_TASK BRIEF_.
Below are the records; copy each line in which "base" occurs.

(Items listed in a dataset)
· · ·
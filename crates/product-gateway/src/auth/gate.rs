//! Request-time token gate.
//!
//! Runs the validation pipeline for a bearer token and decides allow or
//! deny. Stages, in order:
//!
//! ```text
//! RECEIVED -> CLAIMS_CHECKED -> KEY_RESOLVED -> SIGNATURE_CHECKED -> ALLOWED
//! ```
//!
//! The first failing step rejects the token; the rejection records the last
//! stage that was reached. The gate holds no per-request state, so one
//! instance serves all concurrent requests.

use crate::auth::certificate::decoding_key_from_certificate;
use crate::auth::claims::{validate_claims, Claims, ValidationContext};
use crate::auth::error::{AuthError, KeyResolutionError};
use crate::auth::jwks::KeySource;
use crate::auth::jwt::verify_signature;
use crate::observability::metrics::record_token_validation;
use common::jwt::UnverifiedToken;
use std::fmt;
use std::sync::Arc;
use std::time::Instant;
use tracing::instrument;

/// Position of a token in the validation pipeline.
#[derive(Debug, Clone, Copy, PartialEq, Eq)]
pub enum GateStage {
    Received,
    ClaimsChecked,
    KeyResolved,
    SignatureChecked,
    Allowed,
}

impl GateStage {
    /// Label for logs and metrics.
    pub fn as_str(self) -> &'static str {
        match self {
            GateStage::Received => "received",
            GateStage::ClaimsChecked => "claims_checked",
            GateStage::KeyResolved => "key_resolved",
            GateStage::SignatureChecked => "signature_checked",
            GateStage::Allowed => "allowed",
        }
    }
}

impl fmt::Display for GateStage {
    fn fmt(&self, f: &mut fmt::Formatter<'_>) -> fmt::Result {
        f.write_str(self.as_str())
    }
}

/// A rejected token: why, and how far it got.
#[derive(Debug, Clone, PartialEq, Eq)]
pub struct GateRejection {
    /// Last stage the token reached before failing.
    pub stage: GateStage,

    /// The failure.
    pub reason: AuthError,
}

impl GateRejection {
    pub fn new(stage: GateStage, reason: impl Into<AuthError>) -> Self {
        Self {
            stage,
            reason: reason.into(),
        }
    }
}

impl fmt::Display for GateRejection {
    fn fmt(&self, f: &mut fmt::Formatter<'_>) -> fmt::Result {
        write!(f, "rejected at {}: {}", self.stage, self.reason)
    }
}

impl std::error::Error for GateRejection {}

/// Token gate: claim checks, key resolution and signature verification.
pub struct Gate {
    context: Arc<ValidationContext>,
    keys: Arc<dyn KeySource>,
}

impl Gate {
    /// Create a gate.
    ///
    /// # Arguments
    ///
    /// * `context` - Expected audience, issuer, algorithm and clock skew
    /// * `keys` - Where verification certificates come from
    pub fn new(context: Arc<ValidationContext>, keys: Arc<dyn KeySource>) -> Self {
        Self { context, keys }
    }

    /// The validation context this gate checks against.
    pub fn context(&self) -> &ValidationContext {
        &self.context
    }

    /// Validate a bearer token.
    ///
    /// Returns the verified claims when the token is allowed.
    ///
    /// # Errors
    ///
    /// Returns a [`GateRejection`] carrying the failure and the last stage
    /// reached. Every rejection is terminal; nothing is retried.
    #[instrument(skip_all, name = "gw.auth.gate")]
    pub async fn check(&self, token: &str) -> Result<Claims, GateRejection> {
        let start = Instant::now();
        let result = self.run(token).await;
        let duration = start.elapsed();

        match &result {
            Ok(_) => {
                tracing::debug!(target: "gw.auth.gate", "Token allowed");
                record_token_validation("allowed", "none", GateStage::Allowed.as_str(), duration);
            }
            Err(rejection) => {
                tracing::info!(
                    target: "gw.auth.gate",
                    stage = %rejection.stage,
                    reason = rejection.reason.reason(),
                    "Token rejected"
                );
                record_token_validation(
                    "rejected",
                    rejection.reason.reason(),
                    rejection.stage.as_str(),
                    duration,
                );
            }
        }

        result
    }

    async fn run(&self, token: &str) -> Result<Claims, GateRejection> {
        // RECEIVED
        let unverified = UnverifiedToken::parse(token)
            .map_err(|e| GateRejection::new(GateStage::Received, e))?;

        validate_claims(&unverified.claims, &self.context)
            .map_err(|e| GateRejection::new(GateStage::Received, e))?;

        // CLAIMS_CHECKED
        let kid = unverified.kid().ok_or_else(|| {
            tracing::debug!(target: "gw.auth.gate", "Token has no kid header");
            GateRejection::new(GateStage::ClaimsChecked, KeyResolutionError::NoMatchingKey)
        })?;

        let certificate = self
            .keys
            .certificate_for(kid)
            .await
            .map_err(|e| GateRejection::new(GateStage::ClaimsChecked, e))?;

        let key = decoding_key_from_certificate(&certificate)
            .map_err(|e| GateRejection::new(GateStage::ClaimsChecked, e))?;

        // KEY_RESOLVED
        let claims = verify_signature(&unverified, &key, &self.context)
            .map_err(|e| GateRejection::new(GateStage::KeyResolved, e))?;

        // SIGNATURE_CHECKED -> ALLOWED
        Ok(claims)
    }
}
· · ·
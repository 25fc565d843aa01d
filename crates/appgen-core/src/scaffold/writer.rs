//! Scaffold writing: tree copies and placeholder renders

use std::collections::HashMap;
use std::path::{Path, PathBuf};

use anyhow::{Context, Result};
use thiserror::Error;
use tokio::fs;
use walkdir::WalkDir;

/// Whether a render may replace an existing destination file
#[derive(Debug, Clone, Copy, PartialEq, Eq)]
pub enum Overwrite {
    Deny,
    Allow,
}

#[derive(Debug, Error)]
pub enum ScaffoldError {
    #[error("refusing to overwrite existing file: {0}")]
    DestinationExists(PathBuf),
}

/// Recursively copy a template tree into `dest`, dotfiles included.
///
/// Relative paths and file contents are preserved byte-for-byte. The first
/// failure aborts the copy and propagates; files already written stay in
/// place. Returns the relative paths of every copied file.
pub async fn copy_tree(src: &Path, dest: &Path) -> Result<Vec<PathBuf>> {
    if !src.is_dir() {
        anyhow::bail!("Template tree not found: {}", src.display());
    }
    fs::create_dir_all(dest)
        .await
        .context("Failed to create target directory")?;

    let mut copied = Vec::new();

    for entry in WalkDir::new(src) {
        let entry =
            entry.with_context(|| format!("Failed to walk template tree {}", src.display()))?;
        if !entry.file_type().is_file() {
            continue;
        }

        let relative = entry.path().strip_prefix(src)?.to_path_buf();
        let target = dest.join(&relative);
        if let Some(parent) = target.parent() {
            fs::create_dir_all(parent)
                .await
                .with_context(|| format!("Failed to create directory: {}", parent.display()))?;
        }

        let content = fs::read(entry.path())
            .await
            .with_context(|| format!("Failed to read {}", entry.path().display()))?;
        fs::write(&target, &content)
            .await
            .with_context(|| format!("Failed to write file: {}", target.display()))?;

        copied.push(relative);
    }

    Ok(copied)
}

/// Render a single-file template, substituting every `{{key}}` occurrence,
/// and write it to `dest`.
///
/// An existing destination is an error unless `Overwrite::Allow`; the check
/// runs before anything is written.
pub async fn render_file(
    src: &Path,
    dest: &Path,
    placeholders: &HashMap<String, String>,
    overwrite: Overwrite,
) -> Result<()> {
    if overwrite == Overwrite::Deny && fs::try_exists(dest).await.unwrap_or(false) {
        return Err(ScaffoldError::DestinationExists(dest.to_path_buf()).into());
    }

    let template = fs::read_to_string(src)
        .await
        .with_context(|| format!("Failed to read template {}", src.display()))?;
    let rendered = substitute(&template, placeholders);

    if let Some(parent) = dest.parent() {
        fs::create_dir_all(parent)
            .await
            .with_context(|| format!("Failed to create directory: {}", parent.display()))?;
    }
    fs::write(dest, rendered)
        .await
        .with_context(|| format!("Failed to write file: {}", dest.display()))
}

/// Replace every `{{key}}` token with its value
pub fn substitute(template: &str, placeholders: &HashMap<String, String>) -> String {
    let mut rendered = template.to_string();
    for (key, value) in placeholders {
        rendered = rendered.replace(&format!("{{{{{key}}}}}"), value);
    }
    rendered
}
· · ·
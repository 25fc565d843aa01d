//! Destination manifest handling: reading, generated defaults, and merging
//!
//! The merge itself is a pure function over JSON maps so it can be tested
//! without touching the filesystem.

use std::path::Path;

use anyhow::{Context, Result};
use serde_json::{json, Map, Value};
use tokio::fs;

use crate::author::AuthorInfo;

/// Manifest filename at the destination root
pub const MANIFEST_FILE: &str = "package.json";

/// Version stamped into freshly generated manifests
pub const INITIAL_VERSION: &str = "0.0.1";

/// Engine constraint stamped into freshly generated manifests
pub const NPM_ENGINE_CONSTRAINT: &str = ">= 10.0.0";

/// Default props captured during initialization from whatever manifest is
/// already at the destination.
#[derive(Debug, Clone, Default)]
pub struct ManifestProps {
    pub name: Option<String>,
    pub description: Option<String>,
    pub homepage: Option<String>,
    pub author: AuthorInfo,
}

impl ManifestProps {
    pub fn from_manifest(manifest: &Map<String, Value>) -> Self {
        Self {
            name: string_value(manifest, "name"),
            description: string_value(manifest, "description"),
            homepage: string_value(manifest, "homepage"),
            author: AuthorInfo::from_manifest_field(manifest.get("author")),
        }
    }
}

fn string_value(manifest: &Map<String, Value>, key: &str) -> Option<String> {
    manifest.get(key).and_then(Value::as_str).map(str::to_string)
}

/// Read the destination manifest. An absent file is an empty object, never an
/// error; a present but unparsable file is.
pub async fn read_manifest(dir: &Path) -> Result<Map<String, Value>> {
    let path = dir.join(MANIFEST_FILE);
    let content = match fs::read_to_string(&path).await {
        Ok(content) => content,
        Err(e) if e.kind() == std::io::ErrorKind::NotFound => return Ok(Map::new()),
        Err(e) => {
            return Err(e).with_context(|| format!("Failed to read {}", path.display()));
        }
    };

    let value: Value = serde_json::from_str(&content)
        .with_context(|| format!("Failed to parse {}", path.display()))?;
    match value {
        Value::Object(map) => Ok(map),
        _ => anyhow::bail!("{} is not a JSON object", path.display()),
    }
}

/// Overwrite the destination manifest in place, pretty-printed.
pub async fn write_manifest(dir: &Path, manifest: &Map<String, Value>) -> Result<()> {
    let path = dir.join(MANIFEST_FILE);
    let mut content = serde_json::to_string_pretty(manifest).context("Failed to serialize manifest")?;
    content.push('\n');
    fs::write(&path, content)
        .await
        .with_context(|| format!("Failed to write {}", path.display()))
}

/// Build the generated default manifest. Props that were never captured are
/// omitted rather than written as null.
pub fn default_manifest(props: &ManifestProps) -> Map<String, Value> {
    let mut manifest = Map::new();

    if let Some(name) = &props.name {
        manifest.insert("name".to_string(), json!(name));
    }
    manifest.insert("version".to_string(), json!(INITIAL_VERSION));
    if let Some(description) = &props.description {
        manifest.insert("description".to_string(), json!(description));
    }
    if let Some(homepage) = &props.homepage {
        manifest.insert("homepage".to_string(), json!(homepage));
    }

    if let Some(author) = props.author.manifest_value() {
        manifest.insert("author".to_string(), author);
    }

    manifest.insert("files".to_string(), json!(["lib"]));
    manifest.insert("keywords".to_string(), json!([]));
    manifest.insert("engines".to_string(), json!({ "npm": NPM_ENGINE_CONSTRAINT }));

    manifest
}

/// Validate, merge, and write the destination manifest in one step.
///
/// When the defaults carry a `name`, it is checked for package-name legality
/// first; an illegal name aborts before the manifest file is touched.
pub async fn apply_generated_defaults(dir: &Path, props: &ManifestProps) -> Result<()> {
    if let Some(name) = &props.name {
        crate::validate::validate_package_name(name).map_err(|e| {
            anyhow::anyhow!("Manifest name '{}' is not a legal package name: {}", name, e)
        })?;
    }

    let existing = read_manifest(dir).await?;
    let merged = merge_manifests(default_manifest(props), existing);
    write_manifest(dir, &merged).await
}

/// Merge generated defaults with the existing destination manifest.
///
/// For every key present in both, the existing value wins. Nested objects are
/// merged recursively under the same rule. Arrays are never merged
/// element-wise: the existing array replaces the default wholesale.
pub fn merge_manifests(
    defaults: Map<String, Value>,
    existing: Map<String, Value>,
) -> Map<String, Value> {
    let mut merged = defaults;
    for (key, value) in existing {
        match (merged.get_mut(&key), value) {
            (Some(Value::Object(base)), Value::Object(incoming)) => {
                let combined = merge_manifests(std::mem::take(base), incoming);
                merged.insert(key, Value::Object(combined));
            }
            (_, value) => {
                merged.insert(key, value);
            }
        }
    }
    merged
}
· · ·
_RESULT FOR THIS EXERCISE_.
            (Some(Value::Object(base)), Value::Object(incoming)) => {
                let combined = merge_manifests(std::mem::take(base), incoming);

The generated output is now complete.